* WHAT YOU ARE ASKED TO DO
When a line below contains the word "path", copy that line.

[Collected data entries]

>>>>>

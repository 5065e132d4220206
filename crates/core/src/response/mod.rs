//! Response envelope classification.

pub mod classifier;

pub use classifier::{classify, decode_items, decode_payload};
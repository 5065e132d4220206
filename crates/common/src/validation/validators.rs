// Field Validators - reusable checks for request inputs
use once_cell::sync::Lazy;
use regex::Regex;

use super::{ValidationError, ValidationResult};

/// Trait for field validators
pub trait FieldValidator<T: ?Sized> {
    /// Validate a field value, returning a human-readable reason on failure
    fn validate(&self, value: &T) -> Result<(), String>;
}

/// String validator with length constraints
#[derive(Debug, Clone)]
pub struct StringValidator {
    min_length: Option<usize>,
    max_length: Option<usize>,
    not_empty: bool,
    trim: bool,
}

impl Default for StringValidator {
    fn default() -> Self {
        Self::new()
    }
}

impl StringValidator {
    pub fn new() -> Self {
        Self { min_length: None, max_length: None, not_empty: false, trim: true }
    }

    /// Require a non-empty string
    pub fn not_empty(mut self) -> Self {
        self.not_empty = true;
        self
    }

    /// Minimum length in characters
    pub fn min_length(mut self, min: usize) -> Self {
        self.min_length = Some(min);
        self
    }

    /// Maximum length in characters
    pub fn max_length(mut self, max: usize) -> Self {
        self.max_length = Some(max);
        self
    }

    /// Whether surrounding whitespace is ignored (default: true)
    pub fn trim(mut self, trim: bool) -> Self {
        self.trim = trim;
        self
    }
}

impl FieldValidator<str> for StringValidator {
    fn validate(&self, value: &str) -> Result<(), String> {
        let val = if self.trim { value.trim() } else { value };
        let len = val.chars().count();

        if self.not_empty && val.is_empty() {
            return Err("Value cannot be empty".to_string());
        }

        if let Some(min) = self.min_length {
            if len < min {
                return Err(format!("Length must be at least {min} characters"));
            }
        }

        if let Some(max) = self.max_length {
            if len > max {
                return Err(format!("Length must not exceed {max} characters"));
            }
        }

        Ok(())
    }
}

static EMAIL_REGEX: Lazy<Option<Regex>> =
    Lazy::new(|| Regex::new(r"^[a-zA-Z0-9._%+'-]+@[a-zA-Z0-9.-]+\.[a-zA-Z]{2,}$").ok());

/// Email address validator
#[derive(Debug, Clone, Copy, Default)]
pub struct EmailValidator;

impl FieldValidator<str> for EmailValidator {
    fn validate(&self, value: &str) -> Result<(), String> {
        match EMAIL_REGEX.as_ref() {
            Some(re) if re.is_match(value.trim()) => Ok(()),
            _ => Err("Invalid email format".to_string()),
        }
    }
}

static HOST_REGEX: Lazy<Option<Regex>> = Lazy::new(|| {
    Regex::new(r"^[A-Za-z0-9]([A-Za-z0-9-]{0,61}[A-Za-z0-9])?(\.[A-Za-z0-9]([A-Za-z0-9-]{0,61}[A-Za-z0-9])?)+$")
        .ok()
});

/// Bare DNS host name validator: no scheme, port, path or query.
#[derive(Debug, Clone, Copy, Default)]
pub struct HostValidator;

impl FieldValidator<str> for HostValidator {
    fn validate(&self, value: &str) -> Result<(), String> {
        let value = value.trim();
        if value.contains("://") {
            return Err("Host must not include a scheme".to_string());
        }
        if value.contains(['/', '?', '#', ':', '@']) {
            return Err("Host must not include a port, path, or query".to_string());
        }
        match HOST_REGEX.as_ref() {
            Some(re) if re.is_match(value) => Ok(()),
            _ => Err(format!("'{value}' is not a valid host name")),
        }
    }
}

fn run<'a, V: FieldValidator<str>>(
    validator: &V,
    field: &str,
    value: &'a str,
) -> ValidationResult<&'a str> {
    validator
        .validate(value)
        .map(|()| value.trim())
        .map_err(|message| ValidationError::field(field, message))
}

/// Reject empty or whitespace-only values; returns the trimmed value.
pub fn require_non_empty<'a>(field: &str, value: &'a str) -> ValidationResult<&'a str> {
    run(&StringValidator::new().not_empty(), field, value)
}

/// Accept a bare API host name such as `api-1234abcd.duosecurity.com`.
pub fn validate_api_host<'a>(field: &str, value: &'a str) -> ValidationResult<&'a str> {
    run(&HostValidator, field, value)
}

#[cfg(test)]
mod tests {
    use super::*;

    #[test]
    fn string_validator_trims_before_checking() {
        let v = StringValidator::new().not_empty();
        assert!(v.validate("   ").is_err());
        assert!(v.validate(" x ").is_ok());
        assert!(StringValidator::new().not_empty().trim(false).validate("   ").is_ok());
    }

    #[test]
    fn string_validator_counts_characters_not_bytes() {
        let v = StringValidator::new().max_length(4);
        assert!(v.validate("ÅÄÖÜ").is_ok());
        assert!(v.validate("ÅÄÖÜX").is_err());
    }

    #[test]
    fn require_non_empty_returns_trimmed_value() {
        assert_eq!(require_non_empty("username", "  jdoe ").unwrap(), "jdoe");
        let err = require_non_empty("username", "").unwrap_err();
        assert_eq!(err.errors[0].field, "username");
    }

    #[test]
    fn email_validation() {
        assert!(EmailValidator.validate("jane.doe+admin@example.com").is_ok());
        assert!(EmailValidator.validate(" o'brien@example.co.uk ").is_ok());
        assert!(EmailValidator.validate("jane@").is_err());
        assert!(EmailValidator.validate("plain").is_err());
    }

    #[test]
    fn api_host_must_be_bare() {
        assert!(validate_api_host("api_host", "api-1234.example.com").is_ok());
        assert!(validate_api_host("api_host", "https://api-1234.example.com").is_err());
        assert!(validate_api_host("api_host", "api-1234.example.com/admin").is_err());
        assert!(validate_api_host("api_host", "api-1234.example.com:443").is_err());
        assert!(validate_api_host("api_host", "localhost").is_err());
        assert!(validate_api_host("api_host", "").is_err());
    }
}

<<<<<

* RESPONSE FOR THIS EXERCISE
/// Bare DNS host name validator: no scheme, port, path or query.
            return Err("Host must not include a port, path, or query".to_string());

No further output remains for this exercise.